Countless people are affected by the battle against cancer. Modern treatments can be quite efficient at shrinking the tumor, but too often, they can't kill all the cells, and the cancer may return. With some aggressive types of cancer, the problem is so great that there is very little that can be done for the patients.

Why do some cancer cells evade therapy? To understand this problem, researchers need to look at the molecular machinery inside the cancer cells that regulates their ability to grow, stay alive and divide, producing more cells. Scientists have identified many mechanisms within this machinery and designed drugs and other treatments that interfere with them, blocking their ability to divide, or even killing them. Clearly, these treatments are not able to kill all the cells within a tumor. This must mean that some cancer cells can use alternative mechanisms not addressed by current treatments. In this way, they evade therapy and regenerate the tumor, leading to recurrence.

The lab of Andreas Androutsellis-Theotokis at the Department of Internal Medicine III (MK3) at the Technische Universität Dresden, in Germany previously discovered a new molecular mechanism that regulates regeneration of various tissues after injury, the STAT3-Ser/Hes3 signaling axis, named after two of its key components, and they demonstrated that it is very important in activating stem cells that live within tissues. Stem cells may help tissue regeneration in models of Parkinson's disease, ischemic stroke, multiple sclerosis, and types 1 and 2 diabetes. The researchers posited that the same mechanism could be hijacked by some cancer cells (perhaps the elusive cancer stem cells) as a means of evading current therapies and regenerating the tumor.

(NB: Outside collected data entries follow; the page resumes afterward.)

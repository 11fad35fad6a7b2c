//! Audio layer for soundstage.
//!
//! Wraps an event-based audio engine with the bookkeeping gameplay code needs:
//! tracking live instances per event definition, reaping the ones the engine
//! has finished with, and running cancellable volume fades on mixing buses.
//!
//! # Architecture
//!
//! - [`AudioManager`] - Main interface for playing events and controlling buses
//! - [`AudioEngine`] - Engine contract; [`SimEngine`] is the in-memory backend
//! - [`InstanceRegistry`] - Live non-oneshot instances keyed by event
//! - [`BusFader`] - At most one linear ramp per [`AudioBus`]
//! - [`EventLibrary`] - Event definitions and bank entries loaded from JSON
//!
//! # Example
//!
//! ```ignore
//! let library = EventLibrary::from_path(Path::new("content/events.json"))?;
//! let mut audio = AudioManager::new(SimEngine::from_library(&library), AudioSettings::default())?;
//! audio.play(library.get(&key).unwrap(), PlayRequest::new().at(position));
//! audio.fade(AudioBus::Environment, 0.0, 2.0);
//! audio.update(dt);
//! ```

mod bus;
mod engine;
mod event;
mod fader;
mod manager;
mod registry;
#[cfg(feature = "rodio_backend")]
mod rodio_engine;
mod settings;
mod sim;

pub use bus::{AudioBus, BusTable};
pub use engine::{
    Attributes3d, AudioEngine, BusHandle, Emitter, EmitterRef, EngineError, InstanceId,
    RigidBody, StopMode,
};
pub use event::{AudioEvent, BankEntry, ContentError, EventLibrary, PlayRequest};
pub use fader::{BusFader, FadeTask};
pub use manager::{AudioManager, PlayRejection, Playback};
pub use registry::InstanceRegistry;
#[cfg(feature = "rodio_backend")]
pub use rodio_engine::RodioEngine;
pub use settings::{AudioSettings, DEFAULT_REAP_INTERVAL};
pub use sim::{InstanceState, SimEngine, DEFAULT_FADEOUT};

use thiserror::Error;

/// Errors returned by manager construction and bus control.
#[derive(Debug, Error)]
pub enum AudioError {
    /// A bus could not be resolved at startup.
    #[error("failed to resolve {bus} bus: {source}")]
    BusResolution {
        /// Bus being resolved.
        bus: AudioBus,
        /// Engine failure.
        source: EngineError,
    },
    /// Engine failure during a bus operation.
    #[error(transparent)]
    Engine(#[from] EngineError),
}
//! The audio engine contract the manager drives.
//!
//! The engine owns playback: instance creation, mixing, voice stealing and
//! bus routing all happen behind [`AudioEngine`]. The manager only keeps
//! bookkeeping on top of it.

use glam::Vec3;
use soundstage_core::AudioPath;
use std::fmt;
use std::rc::Rc;
use thiserror::Error;

/// Opaque handle to one live event instance.
#[derive(Debug, Clone, Copy, PartialEq, Eq, Hash, PartialOrd, Ord)]
pub struct InstanceId(pub u64);

impl fmt::Display for InstanceId {
    fn fmt(&self, f: &mut fmt::Formatter<'_>) -> fmt::Result {
        write!(f, "#{}", self.0)
    }
}

/// Engine-side bus handle, resolved once from a bus path.
#[derive(Debug, Clone, Copy, PartialEq, Eq, Hash)]
pub struct BusHandle(pub u32);

/// How an instance or bus is stopped.
#[derive(Debug, Clone, Copy, PartialEq, Eq, Hash)]
pub enum StopMode {
    /// Cut immediately.
    Immediate,
    /// Let the event play its authored fade-out before stopping.
    AllowFadeout,
}

/// Position and velocity of a sound source in world space.
#[derive(Debug, Clone, Copy, Default, PartialEq)]
pub struct Attributes3d {
    /// World position.
    pub position: Vec3,
    /// Velocity used for doppler.
    pub velocity: Vec3,
}

impl Attributes3d {
    /// Stationary source at `position`.
    pub fn at(position: Vec3) -> Self {
        Self {
            position,
            velocity: Vec3::ZERO,
        }
    }
}

/// Physical body of an emitter; attachment needs one to read velocity from.
#[derive(Debug, Clone, Copy, Default, PartialEq)]
pub struct RigidBody {
    /// Current linear velocity.
    pub velocity: Vec3,
}

/// A world object an instance can follow.
pub trait Emitter {
    /// Current world position.
    fn position(&self) -> Vec3;

    /// Physical body, if the object has one.
    fn rigid_body(&self) -> Option<RigidBody>;

    /// Current 3D attributes derived from position and body.
    fn attributes(&self) -> Attributes3d {
        Attributes3d {
            position: self.position(),
            velocity: self.rigid_body().map(|b| b.velocity).unwrap_or(Vec3::ZERO),
        }
    }
}

/// Shared handle to an emitter. The engine keeps it while the instance lives.
pub type EmitterRef = Rc<dyn Emitter>;

/// Errors reported by an engine.
#[derive(Debug, Clone, PartialEq, Error)]
pub enum EngineError {
    /// The handle does not refer to a live instance.
    #[error("invalid instance handle {0}")]
    InvalidHandle(InstanceId),
    /// The event path is not in any loaded bank.
    #[error("event not found: {0}")]
    EventNotFound(AudioPath),
    /// The bus path is not in any loaded bank.
    #[error("bus not found: {0}")]
    BusNotFound(AudioPath),
    /// Unknown bus handle.
    #[error("invalid bus handle {0:?}")]
    InvalidBus(BusHandle),
    /// Backend-specific failure.
    #[error("audio backend error: {0}")]
    Backend(String),
}

/// Operations the manager consumes from an audio engine.
pub trait AudioEngine {
    /// Create a stopped instance of the event at `path`.
    fn create_instance(&mut self, path: &AudioPath) -> Result<InstanceId, EngineError>;

    /// Set a named numeric parameter on an instance.
    fn set_parameter(&mut self, id: InstanceId, name: &str, value: f32)
        -> Result<(), EngineError>;

    /// Position an instance in the world.
    fn set_3d_attributes(&mut self, id: InstanceId, attributes: Attributes3d)
        -> Result<(), EngineError>;

    /// Make an instance follow `emitter` on every engine update.
    fn attach_to_emitter(
        &mut self,
        id: InstanceId,
        emitter: EmitterRef,
        body: RigidBody,
    ) -> Result<(), EngineError>;

    /// Start playback.
    fn start(&mut self, id: InstanceId) -> Result<(), EngineError>;

    /// Mark an instance to be destroyed once it stops.
    fn release(&mut self, id: InstanceId) -> Result<(), EngineError>;

    /// Stop playback.
    fn stop(&mut self, id: InstanceId, mode: StopMode) -> Result<(), EngineError>;

    /// Whether the handle still refers to a live instance.
    fn is_valid(&self, id: InstanceId) -> bool;

    /// Resolve a bus path to a handle.
    fn bus(&mut self, path: &AudioPath) -> Result<BusHandle, EngineError>;

    /// Current bus fader level.
    fn bus_volume(&self, bus: BusHandle) -> Result<f32, EngineError>;

    /// Set the bus fader level.
    fn set_bus_volume(&mut self, bus: BusHandle, volume: f32) -> Result<(), EngineError>;

    /// Stop every event routed through the bus.
    fn bus_stop_all_events(&mut self, bus: BusHandle, mode: StopMode)
        -> Result<(), EngineError>;

    /// Move the listener that spatial instances are heard from.
    fn set_listener(&mut self, _listener: Attributes3d) {}

    /// Advance engine time. Called once per host tick.
    fn update(&mut self, _dt: f32) {}
}

impl<E: AudioEngine + ?Sized> AudioEngine for Box<E> {
    fn create_instance(&mut self, path: &AudioPath) -> Result<InstanceId, EngineError> {
        (**self).create_instance(path)
    }

    fn set_parameter(
        &mut self,
        id: InstanceId,
        name: &str,
        value: f32,
    ) -> Result<(), EngineError> {
        (**self).set_parameter(id, name, value)
    }

    fn set_3d_attributes(
        &mut self,
        id: InstanceId,
        attributes: Attributes3d,
    ) -> Result<(), EngineError> {
        (**self).set_3d_attributes(id, attributes)
    }

    fn attach_to_emitter(
        &mut self,
        id: InstanceId,
        emitter: EmitterRef,
        body: RigidBody,
    ) -> Result<(), EngineError> {
        (**self).attach_to_emitter(id, emitter, body)
    }

    fn start(&mut self, id: InstanceId) -> Result<(), EngineError> {
        (**self).start(id)
    }

    fn release(&mut self, id: InstanceId) -> Result<(), EngineError> {
        (**self).release(id)
    }

    fn stop(&mut self, id: InstanceId, mode: StopMode) -> Result<(), EngineError> {
        (**self).stop(id, mode)
    }

    fn is_valid(&self, id: InstanceId) -> bool {
        (**self).is_valid(id)
    }

    fn bus(&mut self, path: &AudioPath) -> Result<BusHandle, EngineError> {
        (**self).bus(path)
    }

    fn bus_volume(&self, bus: BusHandle) -> Result<f32, EngineError> {
        (**self).bus_volume(bus)
    }

    fn set_bus_volume(&mut self, bus: BusHandle, volume: f32) -> Result<(), EngineError> {
        (**self).set_bus_volume(bus, volume)
    }

    fn bus_stop_all_events(
        &mut self,
        bus: BusHandle,
        mode: StopMode,
    ) -> Result<(), EngineError> {
        (**self).bus_stop_all_events(bus, mode)
    }

    fn set_listener(&mut self, listener: Attributes3d) {
        (**self).set_listener(listener)
    }

    fn update(&mut self, dt: f32) {
        (**self).update(dt)
    }
}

Research Fellow Steve Poser and colleagues set out to test the idea using cells from multiple patients with aggressive brain cancer. They demonstrated that these cells do switch over from using the more established molecular mechanisms to using this new mechanism. Depending on which mechanism they were using, they were vulnerable to different treatments.

The team established an international and interdisciplinary collaborative project to characterize this new cancer cell state in terms of what genes are turned on and off, what mechanical properties are affected (these are important in metastasis because they regulate how cells move and spread within the tissue), and to find treatments that kill the cells specifically when this new molecular mechanism is in use. In this way, they blocked the cancer cells from this escape route. The findings are published in the Journal of the Federation of American Societies for Experimental Biology.

The researchers identified several treatments that kill the cancer cells when they exploit this mechanism. In fact, several treatments are so specific that they kill the cells only when they operate the new mechanism and have minimal effects when they operate the more established, classical cancer growth mechanisms. Many of the treatments are currently approved for use in different indications (not cancer) and so they could potentially be repurposed in oncology.

Other treatments, such as the direct targeting of the gene Hes3 by RNA interference methods, would be new to medicine. To expedite the development of such potential therapies, the Technische Universität Dresden and collaborating institutions have formed a spinoff venture, Innate Repair. Whereas the initial focus is on aggressive brain cancer, there is already ample evidence that the same mechanism operates in many additional types of cancer. The work provides a new logic and method to identify treatments that kill these hard-to-kill cancer cells.